Material to process:
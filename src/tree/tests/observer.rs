use std::cell::RefCell;
use std::collections::{BTreeMap, BTreeSet};
use std::rc::Rc;

use crate::error::{ObserverError, ObserverResult};
use crate::observer::{Populate, TreeObserver};
use crate::param::NodeLimits;
use crate::{IndexedTree, LookupIndex, Node, NodeId, TreeError};

/// Observer that rebuilds the structure of the tree from nothing but notifications
#[derive(Default)]
struct Model {
    root: Option<NodeId>,
    items: BTreeMap<NodeId, BTreeSet<u32>>,
    parents: BTreeMap<NodeId, NodeId>,
    errors: Vec<String>,
    checkpoints: usize,
}

impl Model {
    fn shared() -> Rc<RefCell<Model>> {
        Rc::new(RefCell::new(Model::default()))
    }

    fn add_item(&mut self, item: u32, leaf: NodeId) {
        if !self.items.entry(leaf).or_default().insert(item) {
            self.errors.push(format!("{item} added twice to {leaf:?}"));
        }
    }

    fn remove_item(&mut self, item: u32, leaf: NodeId) {
        let removed = self.items.get_mut(&leaf).map(|s| s.remove(&item));
        if removed != Some(true) {
            self.errors.push(format!("{item} removed from {leaf:?}, but wasn't there"));
        }
        if self.items.get(&leaf).is_some_and(|s| s.is_empty()) {
            self.items.remove(&leaf);
        }
    }

    fn link(&mut self, child: NodeId, parent: NodeId) {
        if let Some(old) = self.parents.insert(child, parent) {
            self.errors.push(format!("{child:?} linked to {parent:?}, still in {old:?}"));
        }
    }

    fn unlink(&mut self, child: NodeId, parent: NodeId) {
        if self.parents.remove(&child) != Some(parent) {
            self.errors.push(format!("{child:?} unlinked from {parent:?}, but wasn't there"));
        }
    }

    fn walk(&mut self, node: &Node<u32>, add: bool) {
        if node.is_leaf() {
            for (_, &item) in node.leaf_items() {
                match add {
                    true => self.add_item(item, node.id()),
                    false => self.remove_item(item, node.id()),
                }
            }
            return;
        }

        for child in node.children() {
            match add {
                true => self.link(child.id(), node.id()),
                false => self.unlink(child.id(), node.id()),
            }
            self.walk(child, add);
        }
    }

    /// Checks that the model matches the tree exactly
    fn assert_matches(&self, tree: &IndexedTree<u32>) {
        assert_eq!(self.errors, Vec::<String>::new());

        let mut expected = Model {
            root: tree.root().map(|r| r.id()),
            ..Model::default()
        };
        if let Some(root) = tree.root() {
            expected.walk(root, true);
        }

        assert_eq!(self.root, expected.root);
        assert_eq!(self.items, expected.items);
        assert_eq!(self.parents, expected.parents);
    }
}

impl TreeObserver<u32> for Model {
    fn root_changed(&mut self, new_root: Option<&Node<u32>>, is_clear: bool) -> ObserverResult {
        if is_clear {
            self.items.clear();
            self.parents.clear();
        }
        self.root = new_root.map(|r| r.id());
        Ok(())
    }

    fn item_added(&mut self, item: &u32, leaf: NodeId) -> ObserverResult {
        self.add_item(*item, leaf);
        Ok(())
    }

    fn item_removed(&mut self, item: &u32, leaf: NodeId) -> ObserverResult {
        self.remove_item(*item, leaf);
        Ok(())
    }

    fn node_added(&mut self, child: NodeId, parent: NodeId) -> ObserverResult {
        self.link(child, parent);
        Ok(())
    }

    fn node_removed(&mut self, child: NodeId, parent: NodeId) -> ObserverResult {
        self.unlink(child, parent);
        Ok(())
    }

    fn add_all(&mut self, node: &Node<u32>) -> ObserverResult {
        self.walk(node, true);
        Ok(())
    }

    fn remove_all(&mut self, node: &Node<u32>) -> ObserverResult {
        self.walk(node, false);
        Ok(())
    }

    fn checkpoint(&mut self) -> ObserverResult {
        self.checkpoints += 1;
        Ok(())
    }
}

fn tree_of(limits: NodeLimits, items: impl IntoIterator<Item = u32>) -> IndexedTree<u32> {
    let mut tree = IndexedTree::new(limits);
    tree.insert_range(0, items).unwrap();
    tree
}

#[test]
fn model_tracks_every_operation() {
    let limits = NodeLimits::new(3, 3);
    let mut tree = tree_of(limits, 0..40);
    let model = Model::shared();
    tree.observe(model.clone()).unwrap();
    model.borrow().assert_matches(&tree);

    let check = |tree: &IndexedTree<u32>, after: &str| {
        tree.validate();
        println!("after {after}");
        model.borrow().assert_matches(tree);
    };

    tree.insert(0, 1000).unwrap();
    check(&tree, "insert at front");
    tree.insert(tree.len() / 2, 1001).unwrap();
    check(&tree, "insert in the middle");
    tree.insert_range(7, 1100..1160).unwrap();
    check(&tree, "insert_range");
    tree.remove_range(3, 12).unwrap();
    check(&tree, "remove_range");
    tree.set(5, 1200).unwrap();
    check(&tree, "set");
    tree.remove_range(1, tree.len() - 1).unwrap();
    check(&tree, "remove all but one");

    // Splices with the other tree taller, shorter, then about the same height
    tree.append(&tree_of(limits, 1300..1360)).unwrap();
    check(&tree, "append taller");
    tree.prepend(&tree_of(limits, 1400..1405)).unwrap();
    check(&tree, "prepend shorter");
    let other = tree_of(limits, 2000..2000 + tree.len());
    tree.append(&other).unwrap();
    check(&tree, "append equal");

    let section = tree.remove_section(2, tree.len() / 2).unwrap();
    check(&tree, "remove_section");
    tree.prepend(&section).unwrap();
    check(&tree, "prepend removed section");
    tree.clear().unwrap();
    check(&tree, "clear");
    tree.insert_range(0, 0..10).unwrap();
    check(&tree, "insert after clear");

    assert!(model.borrow().checkpoints >= 14);
}

#[test]
fn clones_are_reported_as_replacements() {
    let mut tree = tree_of(NodeLimits::new(3, 3), 0..50);
    let model = Model::shared();
    tree.observe(model.clone()).unwrap();

    // Every write to a shared node replaces it
    let snapshot = tree.clone();
    tree.set(20, 500).unwrap();
    model.borrow().assert_matches(&tree);
    tree.remove_range(30, 10).unwrap();
    model.borrow().assert_matches(&tree);
    tree.insert_range(0, 600..620).unwrap();
    model.borrow().assert_matches(&tree);

    // The clone was never observed
    assert!(snapshot.iter().copied().eq(0..50));
}

#[test]
fn bottom_up_population() {
    struct Order {
        seen: Vec<(NodeId, NodeId)>,
    }

    impl TreeObserver<u32> for Order {
        fn attach(&mut self, _: Option<&Node<u32>>) -> Result<Populate, ObserverError> {
            Ok(Populate::BottomUp)
        }
        fn root_changed(&mut self, _: Option<&Node<u32>>, _: bool) -> ObserverResult {
            Ok(())
        }
        fn item_added(&mut self, _: &u32, _: NodeId) -> ObserverResult {
            Ok(())
        }
        fn item_removed(&mut self, _: &u32, _: NodeId) -> ObserverResult {
            Ok(())
        }
        fn node_added(&mut self, child: NodeId, parent: NodeId) -> ObserverResult {
            self.seen.push((child, parent));
            Ok(())
        }
        fn node_removed(&mut self, _: NodeId, _: NodeId) -> ObserverResult {
            Ok(())
        }
        fn add_all(&mut self, _: &Node<u32>) -> ObserverResult {
            Ok(())
        }
        fn remove_all(&mut self, _: &Node<u32>) -> ObserverResult {
            Ok(())
        }
    }

    let mut tree = tree_of(NodeLimits::new(3, 3), 0..30);
    let order = Rc::new(RefCell::new(Order { seen: Vec::new() }));
    tree.observe(order.clone()).unwrap();

    let order = order.borrow();
    let seen = &order.seen;
    let root = tree.root().unwrap().id();
    // The root's links come last, after everything beneath them
    let first_root_link = seen.iter().position(|(_, p)| *p == root).unwrap();
    assert!(seen[first_root_link..].iter().all(|(_, p)| *p == root));
    assert!(first_root_link > 0);
}

/// Observer that fails at the given method
struct Failing {
    on: &'static str,
}

impl TreeObserver<u32> for Failing {
    fn root_changed(&mut self, _: Option<&Node<u32>>, _: bool) -> ObserverResult {
        Ok(())
    }
    fn item_added(&mut self, _: &u32, _: NodeId) -> ObserverResult {
        match self.on {
            "item_added" => Err(ObserverError::failed("no more items")),
            _ => Ok(()),
        }
    }
    fn item_removed(&mut self, _: &u32, _: NodeId) -> ObserverResult {
        Ok(())
    }
    fn node_added(&mut self, _: NodeId, _: NodeId) -> ObserverResult {
        Ok(())
    }
    fn node_removed(&mut self, _: NodeId, _: NodeId) -> ObserverResult {
        Ok(())
    }
    fn add_all(&mut self, _: &Node<u32>) -> ObserverResult {
        Ok(())
    }
    fn remove_all(&mut self, _: &Node<u32>) -> ObserverResult {
        Ok(())
    }
    fn checkpoint(&mut self) -> ObserverResult {
        match self.on {
            "checkpoint" => Err(ObserverError::failed("rejected")),
            _ => Ok(()),
        }
    }
}

#[test]
fn failures_are_recorded_not_returned() {
    let mut tree = tree_of(NodeLimits::default(), 0..5);
    let model = Model::shared();
    tree.observe(Rc::new(RefCell::new(Failing { on: "item_added" })))
        .unwrap();
    tree.observe(model.clone()).unwrap();

    tree.insert(0, 100).unwrap();
    assert_eq!(tree.len(), 6);
    model.borrow().assert_matches(&tree);

    let failures = tree.observer_failures();
    assert_eq!(failures.len(), 1);
    assert_eq!(failures[0].observer, 0);
    assert_eq!(failures[0].method, "item_added");
    assert_eq!(failures[0].error, ObserverError::failed("no more items"));
}

#[test]
fn checkpoint_failure_is_returned() {
    let mut tree = tree_of(NodeLimits::default(), 0..5);
    tree.observe(Rc::new(RefCell::new(Failing { on: "checkpoint" })))
        .unwrap();

    assert_eq!(
        tree.insert(0, 100),
        Err(TreeError::Observer(ObserverError::failed("rejected")))
    );
    // The change itself still happened
    assert_eq!(tree.get(0), Some(&100));
}

#[test]
fn unobserve_stops_notifications() {
    let mut tree = tree_of(NodeLimits::new(3, 3), 0..10);
    let model = Model::shared();
    tree.observe(model.clone()).unwrap();
    let shared: crate::SharedObserver<u32> = model.clone();
    assert!(tree.unobserve(&shared));
    assert!(!tree.unobserve(&shared));

    let before = model.borrow().checkpoints;
    tree.insert(0, 100).unwrap();
    assert_eq!(model.borrow().checkpoints, before);
}

#[test]
fn lookup_index_follows_tree() {
    let mut tree = tree_of(NodeLimits::new(3, 3), (0..60).map(|x| x * 2));
    let index = Rc::new(RefCell::new(LookupIndex::new()));
    tree.observe(index.clone()).unwrap();

    tree.remove_range(10, 15).unwrap();
    tree.insert_range(3, [7, 9, 11]).unwrap();
    tree.append(&tree_of(NodeLimits::new(3, 3), 200..230)).unwrap();
    tree.set(0, 1).unwrap();

    let index = index.borrow();
    for (i, item) in tree.iter().enumerate() {
        assert_eq!(index.index_of(item, tree.root()), Some(i as u32));
    }
    assert_eq!(index.index_of(&0, tree.root()), None);
    assert_eq!(index.index_of(&22, tree.root()), None);
    assert_eq!(index.distinct_len(), tree.len() as usize);
}

#[test]
fn lookup_index_only_attaches_once() {
    let mut a = tree_of(NodeLimits::default(), 0..3);
    let mut b = tree_of(NodeLimits::default(), 0..3);
    let index = Rc::new(RefCell::new(LookupIndex::new()));
    a.observe(index.clone()).unwrap();
    assert_eq!(
        b.observe(index.clone()),
        Err(TreeError::Observer(ObserverError::AlreadyAttached))
    );

    let shared: crate::SharedObserver<u32> = index.clone();
    assert!(a.unobserve(&shared));
    assert!(!index.borrow().is_attached());
    b.observe(index.clone()).unwrap();
    assert_eq!(index.borrow().index_of(&2, b.root()), Some(2));
}

fn node_ids(node: &Node<u32>, out: &mut Vec<NodeId>) {
    out.push(node.id());
    for child in node.children() {
        node_ids(child, out);
    }
}

fn assert_ids_unique(tree: &IndexedTree<u32>) {
    let mut ids = Vec::new();
    if let Some(root) = tree.root() {
        node_ids(root, &mut ids);
    }
    let distinct: BTreeSet<_> = ids.iter().copied().collect();
    assert_eq!(distinct.len(), ids.len(), "a node is linked more than once");
}

#[test]
fn lookup_index_survives_appending_own_nodes() {
    let limits = NodeLimits::new(3, 3);
    let sources: [fn(&IndexedTree<u32>) -> IndexedTree<u32>; 2] = [
        |t| t.clone(),
        |t| t.copy_section(0, t.len()).unwrap(),
    ];

    for source in sources {
        let mut tree = tree_of(limits, 0..30);
        let index = Rc::new(RefCell::new(LookupIndex::new()));
        tree.observe(index.clone()).unwrap();

        let other = source(&tree);
        tree.append(&other).unwrap();
        assert_ids_unique(&tree);
        for x in 0..30 {
            assert_eq!(index.borrow().index_of(&x, tree.root()), Some(x));
        }

        tree.remove_range(0, 30).unwrap();
        for x in 0..30 {
            assert_eq!(index.borrow().index_of(&x, tree.root()), Some(x));
        }
    }
}

#[test]
fn observing_after_self_append_unshares_nodes() {
    let mut tree = tree_of(NodeLimits::new(3, 3), 0..30);
    tree.prepend(&tree.clone()).unwrap();
    tree.append(&tree.copy_section(10, 40).unwrap()).unwrap();

    let model = Model::shared();
    tree.observe(model.clone()).unwrap();
    assert_ids_unique(&tree);
    model.borrow().assert_matches(&tree);

    let index = Rc::new(RefCell::new(LookupIndex::new()));
    tree.observe(index.clone()).unwrap();
    for x in 0..30 {
        assert_eq!(index.borrow().index_of(&x, tree.root()), Some(x));
    }

    tree.remove_range(0, 45).unwrap();
    model.borrow().assert_matches(&tree);
    let expected: Vec<u32> = (15..30).chain(10..30).chain(0..20).collect();
    assert_eq!(tree.iter().copied().collect::<Vec<_>>(), expected);
    for x in 0..30 {
        let first = expected.iter().position(|&y| y == x).map(|p| p as u32);
        assert_eq!(index.borrow().index_of(&x, tree.root()), first, "item {x}");
    }
}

Exercise:
Copy every line of the listing where the word "prepend" appears.

Output:
    tree.prepend(&tree_of(limits, 1400..1405)).unwrap();
    check(&tree, "prepend shorter");
    tree.prepend(&section).unwrap();
    check(&tree, "prepend removed section");
    tree.prepend(&tree.clone()).unwrap();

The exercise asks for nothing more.